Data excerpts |
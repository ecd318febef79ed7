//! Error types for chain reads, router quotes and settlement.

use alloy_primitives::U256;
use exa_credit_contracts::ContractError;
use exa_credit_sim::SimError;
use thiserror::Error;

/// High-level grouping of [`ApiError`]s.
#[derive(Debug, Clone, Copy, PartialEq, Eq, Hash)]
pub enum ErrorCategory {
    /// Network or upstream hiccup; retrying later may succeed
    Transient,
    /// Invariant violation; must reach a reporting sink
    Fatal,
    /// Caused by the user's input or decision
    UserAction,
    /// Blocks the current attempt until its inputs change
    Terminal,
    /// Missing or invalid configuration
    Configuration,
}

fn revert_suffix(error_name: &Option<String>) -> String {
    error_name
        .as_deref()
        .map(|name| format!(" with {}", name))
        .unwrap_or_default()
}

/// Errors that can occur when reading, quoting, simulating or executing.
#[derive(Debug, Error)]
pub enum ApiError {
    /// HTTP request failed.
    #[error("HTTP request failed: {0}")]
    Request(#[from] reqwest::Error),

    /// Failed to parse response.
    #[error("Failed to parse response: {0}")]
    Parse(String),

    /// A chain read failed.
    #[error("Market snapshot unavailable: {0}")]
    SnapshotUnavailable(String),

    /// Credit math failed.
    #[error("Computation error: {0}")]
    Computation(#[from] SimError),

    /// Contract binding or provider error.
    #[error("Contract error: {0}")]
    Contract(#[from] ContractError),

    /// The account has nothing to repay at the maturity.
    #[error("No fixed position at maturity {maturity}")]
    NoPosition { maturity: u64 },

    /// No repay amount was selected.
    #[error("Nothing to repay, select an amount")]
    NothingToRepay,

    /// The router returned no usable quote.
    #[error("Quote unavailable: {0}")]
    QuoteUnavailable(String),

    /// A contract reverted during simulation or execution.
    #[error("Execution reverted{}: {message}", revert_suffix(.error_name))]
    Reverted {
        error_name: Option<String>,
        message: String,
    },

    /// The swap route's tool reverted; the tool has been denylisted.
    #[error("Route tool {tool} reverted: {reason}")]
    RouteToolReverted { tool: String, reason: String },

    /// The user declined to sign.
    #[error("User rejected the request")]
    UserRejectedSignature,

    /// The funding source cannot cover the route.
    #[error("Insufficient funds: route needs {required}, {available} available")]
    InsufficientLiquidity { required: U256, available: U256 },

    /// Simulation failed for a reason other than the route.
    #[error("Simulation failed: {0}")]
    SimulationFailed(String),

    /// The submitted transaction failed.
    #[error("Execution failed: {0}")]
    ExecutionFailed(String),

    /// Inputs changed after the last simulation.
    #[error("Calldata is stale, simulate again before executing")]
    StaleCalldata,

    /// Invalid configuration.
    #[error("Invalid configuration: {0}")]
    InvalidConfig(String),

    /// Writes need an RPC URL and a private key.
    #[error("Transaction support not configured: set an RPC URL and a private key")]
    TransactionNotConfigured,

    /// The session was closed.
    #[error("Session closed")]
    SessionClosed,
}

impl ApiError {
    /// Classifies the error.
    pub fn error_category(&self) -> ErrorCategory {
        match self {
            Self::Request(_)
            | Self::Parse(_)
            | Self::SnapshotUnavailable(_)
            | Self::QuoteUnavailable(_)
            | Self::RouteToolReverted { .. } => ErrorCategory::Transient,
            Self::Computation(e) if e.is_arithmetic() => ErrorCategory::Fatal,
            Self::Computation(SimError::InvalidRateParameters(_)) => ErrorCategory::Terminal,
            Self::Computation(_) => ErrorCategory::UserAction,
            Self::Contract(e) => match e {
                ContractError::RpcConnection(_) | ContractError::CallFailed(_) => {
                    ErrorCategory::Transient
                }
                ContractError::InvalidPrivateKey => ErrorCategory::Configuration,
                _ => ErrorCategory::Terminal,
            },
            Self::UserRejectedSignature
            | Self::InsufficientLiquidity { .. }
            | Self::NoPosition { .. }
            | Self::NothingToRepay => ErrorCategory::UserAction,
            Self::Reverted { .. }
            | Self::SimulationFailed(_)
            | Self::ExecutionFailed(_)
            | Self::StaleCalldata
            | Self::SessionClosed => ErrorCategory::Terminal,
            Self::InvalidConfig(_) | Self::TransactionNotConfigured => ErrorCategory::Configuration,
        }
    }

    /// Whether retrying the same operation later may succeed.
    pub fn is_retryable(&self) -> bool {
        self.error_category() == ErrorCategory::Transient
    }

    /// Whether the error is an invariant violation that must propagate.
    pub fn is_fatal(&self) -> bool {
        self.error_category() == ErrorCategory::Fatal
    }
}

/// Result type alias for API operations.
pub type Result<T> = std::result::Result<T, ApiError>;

Exercise | The data must be duplicated exactly, with nothing left out.

Response |
repository ecd318febef79ed7
//! Error types for chain reads, router quotes and settlement.

use alloy_primitives::U256;
use exa_credit_contracts::ContractError;
use exa_credit_sim::SimError;
use thiserror::Error;

/// High-level grouping of [`ApiError`]s.
#[derive(Debug, Clone, Copy, PartialEq, Eq, Hash)]
pub enum ErrorCategory {
    /// Network or upstream hiccup; retrying later may succeed
    Transient,
    /// Invariant violation; must reach a reporting sink
    Fatal,
    /// Caused by the user's input or decision
    UserAction,
    /// Blocks the current attempt until its inputs change
    Terminal,
    /// Missing or invalid configuration
    Configuration,
}

fn revert_suffix(error_name: &Option<String>) -> String {
    error_name
        .as_deref()
        .map(|name| format!(" with {}", name))
        .unwrap_or_default()
}

/// Errors that can occur when reading, quoting, simulating or executing.
#[derive(Debug, Error)]
pub enum ApiError {
    /// HTTP request failed.
    #[error("HTTP request failed: {0}")]
    Request(#[from] reqwest::Error),

    /// Failed to parse response.
    #[error("Failed to parse response: {0}")]
    Parse(String),

    /// A chain read failed.
    #[error("Market snapshot unavailable: {0}")]
    SnapshotUnavailable(String),

    /// Credit math failed.
    #[error("Computation error: {0}")]
    Computation(#[from] SimError),

    /// Contract binding or provider error.
    #[error("Contract error: {0}")]
    Contract(#[from] ContractError),

    /// The account has nothing to repay at the maturity.
    #[error("No fixed position at maturity {maturity}")]
    NoPosition { maturity: u64 },

    /// No repay amount was selected.
    #[error("Nothing to repay, select an amount")]
    NothingToRepay,

    /// The router returned no usable quote.
    #[error("Quote unavailable: {0}")]
    QuoteUnavailable(String),

    /// A contract reverted during simulation or execution.
    #[error("Execution reverted{}: {message}", revert_suffix(.error_name))]
    Reverted {
        error_name: Option<String>,
        message: String,
    },

    /// The swap route's tool reverted; the tool has been denylisted.
    #[error("Route tool {tool} reverted: {reason}")]
    RouteToolReverted { tool: String, reason: String },

    /// The user declined to sign.
    #[error("User rejected the request")]
    UserRejectedSignature,

    /// The funding source cannot cover the route.
    #[error("Insufficient funds: route needs {required}, {available} available")]
    InsufficientLiquidity { required: U256, available: U256 },

    /// Simulation failed for a reason other than the route.
    #[error("Simulation failed: {0}")]
    SimulationFailed(String),

    /// The submitted transaction failed.
    #[error("Execution failed: {0}")]
    ExecutionFailed(String),

    /// Inputs changed after the last simulation.
    #[error("Calldata is stale, simulate again before executing")]
    StaleCalldata,

    /// Invalid configuration.
    #[error("Invalid configuration: {0}")]
    InvalidConfig(String),

    /// Writes need an RPC URL and a private key.
    #[error("Transaction support not configured: set an RPC URL and a private key")]
    TransactionNotConfigured,

    /// The session was closed.
    #[error("Session closed")]
    SessionClosed,
}

impl ApiError {
    /// Classifies the error.
    pub fn error_category(&self) -> ErrorCategory {
        match self {
            Self::Request(_)
            | Self::Parse(_)
            | Self::SnapshotUnavailable(_)
            | Self::QuoteUnavailable(_)
            | Self::RouteToolReverted { .. } => ErrorCategory::Transient,
            Self::Computation(e) if e.is_arithmetic() => ErrorCategory::Fatal,
            Self::Computation(SimError::InvalidRateParameters(_)) => ErrorCategory::Terminal,
            Self::Computation(_) => ErrorCategory::UserAction,
            Self::Contract(e) => match e {
                ContractError::RpcConnection(_) | ContractError::CallFailed(_) => {
                    ErrorCategory::Transient
                }
                ContractError::InvalidPrivateKey => ErrorCategory::Configuration,
                _ => ErrorCategory::Terminal,
            },
            Self::UserRejectedSignature
            | Self::InsufficientLiquidity { .. }
            | Self::NoPosition { .. }
            | Self::NothingToRepay => ErrorCategory::UserAction,
            Self::Reverted { .. }
            | Self::SimulationFailed(_)
            | Self::ExecutionFailed(_)
            | Self::StaleCalldata
            | Self::SessionClosed => ErrorCategory::Terminal,
            Self::InvalidConfig(_) | Self::TransactionNotConfigured => ErrorCategory::Configuration,
        }
    }

    /// Whether retrying the same operation later may succeed.
    pub fn is_retryable(&self) -> bool {
        self.error_category() == ErrorCategory::Transient
    }

    /// Whether the error is an invariant violation that must propagate.
    pub fn is_fatal(&self) -> bool {
        self.error_category() == ErrorCategory::Fatal
    }
}

/// Result type alias for API operations.
pub type Result<T> = std::result::Result<T, ApiError>;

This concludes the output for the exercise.